煤!李牧心头一震!在这个时代,尤其是在南洋,发现易于开采的煤炭,其战略意义甚至可能超过金砂!这意味着稳定的燃料来源,可以用于冶炼、锻造、甚至将来可能发展的蒸汽动力!
但他此刻无暇细问矿藏详情,因为那位青衫文士司徒文远,已经在两名黑甲武士的陪同下,缓步向着石台走来。郑七和雷昆也带着各自残余的人手,从峡谷方向汇合过来,人人带伤,疲惫不堪,但看到那面蛟龙旗和肃杀的黑甲队伍,也都面露惊疑,自觉地聚集到李牧身后,形成一种无声的联合阵线。
司徒文远在石阶下方停步,姿态从容,既不失礼,也不显卑微。他再次拱手:“李公子,沈东家,诸位壮士苦战得脱,可喜可贺。未知伤亡几何?可需援手?敝会随行带有几位略通外伤的医者,以及一些金疮药和祛瘴避毒的丸散,若蒙不弃,愿尽绵薄之力。” 话语温和,却直接点出了对方最迫切的需求。
李牧与沈富对视一眼,沈富微微点头。眼下伤员众多,药品短缺,确实急需援助,而且对方姿态主动,于情于理都不宜断然拒绝。
“多谢司徒先生援手之情。实不相瞒,伤员众多,药品匮乏,正需帮助。先生高义,李某感激不尽。”李牧拱手回礼,语气诚恳,但并未放松警惕,“还请先生与贵属稍候,待李某安排一下,便请先生台上一叙。” 他需要时间先简单统一内部意见,并且观察对方举动。
“理当如此。”司徒文远微笑颔首,并不急于上前,反而示意身后一名黑甲武士去召唤医者,并抬上几个藤箱,显然是早有准备。
李牧迅速召集沈富、郑七、雷昆、以及刚刚赶到、身上挂彩但眼神依旧清明的顾青衫(他在后队负责协调,听到前方危急,也带了几个人赶来),还有护卫队长阿木,退到石台一处稍偏的岩壁下紧急商议。“诸位,这‘潜龙会’来得蹊跷,目的不明。但眼下他们确实解了围,又主动提供医药,至少表面善意。”李牧开门见山,“司徒文远邀我前往其据点面见会首,谈‘合作’。诸位如何看?”郑七性子较直,率先道:“李东主,这帮人神神秘秘,功夫硬扎,纪律比红毛鬼的兵还严。他们早不来晚不来,偏偏在咱们快要撑不住的时候来,还一出手就镇住了刘扒皮和‘独眼杰克’,哪有这么巧的事?俺觉得,他们怕是早就盯上咱们,或者盯上这飞龙涧了!那司徒文远说话文绉绉的,眼神却深得很,不好琢磨。去他们的地盘?太冒险!”

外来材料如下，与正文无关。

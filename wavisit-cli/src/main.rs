use anyhow::{Context, Result};
use clap::Parser;
use log::debug;
use patharg::{InputArg, OutputArg};
use std::io::{Read, Write};
use std::process::exit;
use wavisit::visitor::{SectionSizes, Tee};
use wavisit::{Decoder, DecoderConfig};

mod dump;

#[derive(Parser)]
#[command(version, about, long_about = None)]
pub struct Cli {
    /// The module to decode. If not provided or is '-', read from
    /// standard input.
    #[arg(default_value_t)]
    pub input: InputArg,

    /// Where to write the dump. Defaults to standard output.
    #[arg(short, long, default_value_t)]
    pub output: OutputArg,

    /// Disassemble function bodies.
    #[arg(short = 'd', long, default_value_t = false)]
    pub instructions: bool,

    /// Reject out of order and duplicate sections.
    #[arg(long, default_value_t = false)]
    pub strict: bool,

    /// Print the offset and size of every section after the dump.
    #[arg(long, default_value_t = false)]
    pub sizes: bool,

    /// Enable verbose output: section banners and element counts in the
    /// dump, and debug logging.
    #[arg(short, long, default_value_t = false)]
    pub verbose: bool,
}

fn main() {
    let cli = Cli::parse();

    let default_filter = if cli.verbose { "debug" } else { "warn" };
    env_logger::Builder::from_env(env_logger::Env::default().default_filter_or(default_filter))
        .init();

    if let Err(err) = run(&cli) {
        abort(&cli, err);
    }
}

fn run(cli: &Cli) -> Result<()> {
    let mut bytes = Vec::new();
    cli.input
        .open()
        .and_then(|mut r| r.read_to_end(&mut bytes))
        .with_context(|| format!("failed to read {}", cli.input))?;
    debug!("read {} bytes from {}", bytes.len(), cli.input);

    let config = DecoderConfig::new().strict_section_order(cli.strict);
    let mut printer = dump::Printer::new(cli.verbose, cli.instructions);
    let mut sizes = SectionSizes::new();

    Decoder::with_config(&bytes, config)
        .decode(&mut Tee::new(&mut printer, &mut sizes))
        .context("failed to decode module")?;

    let mut out = cli
        .output
        .create()
        .with_context(|| format!("failed to open {}", cli.output))?;
    out.write_all(printer.finish().as_bytes())?;

    if cli.sizes {
        writeln!(out, ";; {:<10} {:>10} {:>10}", "section", "offset", "size")?;
        for s in &sizes.sections {
            let name = match &s.name {
                Some(name) => format!("{}:{name}", s.kind),
                None => s.kind.to_string(),
            };
            writeln!(out, ";; {name:<10} {:>#10x} {:>10}", s.offset, s.length)?;
        }
        writeln!(out, ";; {:<10} {:>10} {:>10}", "module", "", sizes.module_size)?;
    }

    out.flush()?;
    Ok(())
}

fn abort(cli: &Cli, err: anyhow::Error) -> ! {
    eprintln!("ERROR: {err}");

    let sources: Vec<_> = err.chain().skip(1).collect();
    if !sources.is_empty() {
        eprintln!("\nCaused by:");
        for (i, cause) in sources.iter().enumerate() {
            eprintln!("    {i}: {cause}");
        }
    }

    if cli.verbose {
        eprintln!("\nDEBUG OUTPUT:\n{err:#?}");
    }

    exit(1)
}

雷昆抹了把脸上的血污,瓮声道:“郑七哥说得在理。不过……咱们现在人困马乏,伤员遍地,外面还有刘扒皮和‘独眼杰克’的残兵,葡萄牙人荷兰人说不定也盯着。光靠咱们自己,守不守得住这飞龙涧都难说。这‘潜龙会’看起来势力不小,若是真心合作,倒也是个依仗。就怕……是与虎谋皮。”
顾青衫沉吟片刻,缓缓道:“国公,沈东家。属下在旧港时,也曾听过‘潜龙会’或‘金龙旗’的零星传闻。传闻此组织渊源极深,成分复杂,行事亦正亦邪,但有一条:极少主动介入南洋华商间的普通争斗,一旦出手,往往事关重大,且对勾结外寇、残害同胞者下手极狠。今日他们指斥刘文炳(刘掌柜)之罪,倒与传闻相符。至于其目的……恐怕不止是金矿。司徒文远提到‘以奇技抗敌、于蛮荒立基’,或许,他们真正感兴趣的,是国公您带来的那些不同于寻常的……‘本事’。”